A vice-presidente da bancada socialista Odete João, uma das subscritoras do abaixo-assinado a favor das «diretas» para a liderança, afirmou hoje que o seu lugar na direção do Grupo Parlamentar é transitório e está sempre à disposição.

Odete João falava aos jornalistas após a apresentação do abaixo-assinado subscrito por 45 dos 74 deputados do PS a favor da realização de eleições diretas para o cargo de secretário-geral e para a marcação de um congresso extraordinário.

Interrogada pelos jornalistas se vai demitir-se caso o abaixo-assinado seja recusado pela direção do PS, Odete João deu a seguinte resposta: «Desde que fui eleita, o lugar de vice-presidente está naturalmente à disposição».

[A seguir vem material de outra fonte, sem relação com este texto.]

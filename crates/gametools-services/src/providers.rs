//! Provider directory
//!
//! Loads distribution-platform login details from spreadsheet rows and
//! matches the provider tags at the end of a ticket title against them.

use std::collections::HashMap;

use gametools_core::{AppError, AppResult, ProviderMatchPolicy, ProviderRecord};
use serde::Serialize;
use tracing::{debug, warn};

const COL_NAME: &str = "provider name";
const COL_URL: &str = "url";
const COL_USERNAME: &str = "username";
const COL_PASSWORD: &str = "password";
const COL_ALIASES: &str = "aliases";

/// Separator between game name and provider tags in a ticket title
const TITLE_SEPARATOR: &str = " - ";
const TAG_SEPARATOR: char = '/';

#[derive(Debug, Clone, Default)]
pub struct ProviderDirectory {
    records: Vec<ProviderRecord>,
    policy: ProviderMatchPolicy,
}

/// Result of matching every tag of one title
#[derive(Debug, Clone, Default, PartialEq, Eq, Serialize)]
pub struct ProviderLookup {
    /// Matched providers, most specific tag first, each at most once
    pub matches: Vec<ProviderRecord>,
    /// Tags in title order
    pub tags: Vec<String>,
    pub unmatched_tags: Vec<String>,
}

impl ProviderLookup {
    /// Warning shown when no tag matched; lookups degrade rather than fail
    pub fn notice(&self) -> Option<String> {
        if !self.matches.is_empty() {
            return None;
        }
        Some(format!(
            "No provider info found for: {}",
            self.unmatched_tags.join(", ")
        ))
    }

    /// The notice as a non-fatal [`AppError::NotFound`]
    pub fn not_found(&self) -> Option<AppError> {
        self.notice().map(AppError::NotFound)
    }
}

fn cell(row: &[String], index: Option<usize>) -> &str {
    index
        .and_then(|i| row.get(i))
        .map(|s| s.trim())
        .unwrap_or("")
}

/// `needle` occurs in `haystack` with no alphanumeric character on either side
fn contains_at_boundary(haystack: &str, needle: &str) -> bool {
    haystack.match_indices(needle).any(|(start, matched)| {
        let before = haystack[..start].chars().next_back();
        let after = haystack[start + matched.len()..].chars().next();
        !before.is_some_and(char::is_alphanumeric) && !after.is_some_and(char::is_alphanumeric)
    })
}

impl ProviderDirectory {
    pub fn new(records: Vec<ProviderRecord>) -> Self {
        let mut directory = Self::default();
        for record in records {
            directory.upsert(record);
        }
        directory
    }

    pub fn with_policy(mut self, policy: ProviderMatchPolicy) -> Self {
        self.policy = policy;
        self
    }

    /// Last write wins; a replaced record keeps its original position
    fn upsert(&mut self, record: ProviderRecord) {
        match self.records.iter_mut().find(|r| r.key == record.key) {
            Some(existing) => {
                debug!(provider = %record.key, "Duplicate provider row, keeping the later one");
                *existing = record;
            }
            None => self.records.push(record),
        }
    }

    /// Parse sheet rows; the first row is the header.
    pub fn from_rows(rows: &[Vec<String>]) -> AppResult<Self> {
        let Some((header, data)) = rows.split_first() else {
            warn!("Provider sheet is empty");
            return Ok(Self::default());
        };

        let columns: HashMap<String, usize> = header
            .iter()
            .enumerate()
            .map(|(i, h)| (h.trim().to_lowercase(), i))
            .collect();
        let required = |name: &str| {
            columns.get(name).copied().ok_or_else(|| {
                AppError::InvalidSheet(format!("Provider sheet has no '{}' column", name))
            })
        };

        let i_name = required(COL_NAME)?;
        let i_url = required(COL_URL)?;
        let i_user = required(COL_USERNAME)?;
        let i_pass = required(COL_PASSWORD)?;
        let i_aliases = columns.get(COL_ALIASES).copied();

        let mut directory = Self::default();
        for row in data {
            let name = cell(row, Some(i_name));
            if name.is_empty() {
                continue;
            }

            let mut record = ProviderRecord::new(name)
                .with_aliases(cell(row, i_aliases).split(','));
            record.url = cell(row, Some(i_url)).to_string();
            record.username = cell(row, Some(i_user)).to_string();
            record.password = cell(row, Some(i_pass)).to_string();
            directory.upsert(record);
        }

        debug!(providers = directory.len(), "Loaded provider directory");
        Ok(directory)
    }

    pub fn len(&self) -> usize {
        self.records.len()
    }

    pub fn is_empty(&self) -> bool {
        self.records.is_empty()
    }

    pub fn records(&self) -> &[ProviderRecord] {
        &self.records
    }

    fn contains(&self, haystack: &str, needle: &str) -> bool {
        if needle.is_empty() {
            return false;
        }
        match self.policy {
            ProviderMatchPolicy::Anywhere => haystack.contains(needle),
            ProviderMatchPolicy::WordBoundary => contains_at_boundary(haystack, needle),
        }
    }

    /// Match one provider tag: exact key, then alias, then substring.
    pub fn find(&self, fragment: &str) -> Option<&ProviderRecord> {
        let fragment = fragment.trim().to_lowercase();
        if fragment.is_empty() {
            return None;
        }

        if let Some(record) = self.records.iter().find(|r| r.key == fragment) {
            return Some(record);
        }
        if let Some(record) = self.records.iter().find(|r| r.aliases.contains(&fragment)) {
            return Some(record);
        }

        // Longest contained term wins; ties keep directory order.
        let mut best: Option<(&ProviderRecord, usize)> = None;
        for record in &self.records {
            for name in record.names() {
                let matched = if self.contains(name, &fragment) {
                    fragment.len()
                } else if self.contains(&fragment, name) {
                    name.len()
                } else {
                    continue;
                };
                if best.map_or(true, |(_, len)| matched > len) {
                    best = Some((record, matched));
                }
            }
        }

        best.map(|(record, _)| record)
    }

    /// Match every `/`-separated tag after the last ` - ` of a title,
    /// rightmost (most specific) first.
    pub fn lookup_title(&self, title: &str) -> ProviderLookup {
        let tag_part = title
            .rsplit_once(TITLE_SEPARATOR)
            .map_or(title, |(_, tags)| tags);
        let tags: Vec<String> = tag_part
            .split(TAG_SEPARATOR)
            .map(|t| t.trim().to_lowercase())
            .filter(|t| !t.is_empty())
            .collect();

        let mut lookup = ProviderLookup {
            tags: tags.clone(),
            ..ProviderLookup::default()
        };
        for tag in tags.iter().rev() {
            match self.find(tag) {
                Some(record) => {
                    if !lookup.matches.iter().any(|m| m.key == record.key) {
                        lookup.matches.push(record.clone());
                    }
                }
                None => lookup.unmatched_tags.insert(0, tag.clone()),
            }
        }

        if lookup.matches.is_empty() {
            warn!(title = %title, tags = ?lookup.tags, "No provider matched");
        }
        lookup
    }
}

/// First provider matching any tag of `title`
pub fn find_provider(providers: &[ProviderRecord], title: &str) -> Option<ProviderRecord> {
    ProviderDirectory::new(providers.to_vec())
        .lookup_title(title)
        .matches
        .into_iter()
        .next()
}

«Em democracia batemo-nos por ideais e convicções e devemos encarar os lugares como transitórios, mas mantendo sempre a necessidade de serviço público», disse.

Também o principal promotor do abaixo-assinado, o ex-ministro Jorge Lacão, foi questionado sobre a possibilidade de os sete dos 13 «vices» se demitirem da direção liderada por Alberto Martins.

Jorge Lacão respondeu então: «Não queremos contribuir de forma nenhuma para tornar mais difíceis os problemas do PS. O que me limito a sublinhar é que a maioria dos membros da direção tem esta interpretação» a favor de eleições diretas para o cargo de secretário-geral e realização de um congresso extraordinário.

Jorge Lacão salientou depois que «há um entendimento maioritário na bancada para que o PS resolva as suas questões internas o mais rapidamente possível».

Após António Costa anunciar a sua disponibilidade para se candidatar à liderança do PS, três dos membros do Secretariado Nacional (o órgão de direção restrita da liderança de António José Seguro) pediram a sua demissão: Jorge Lacão, Idália Serrão e Susana Amador.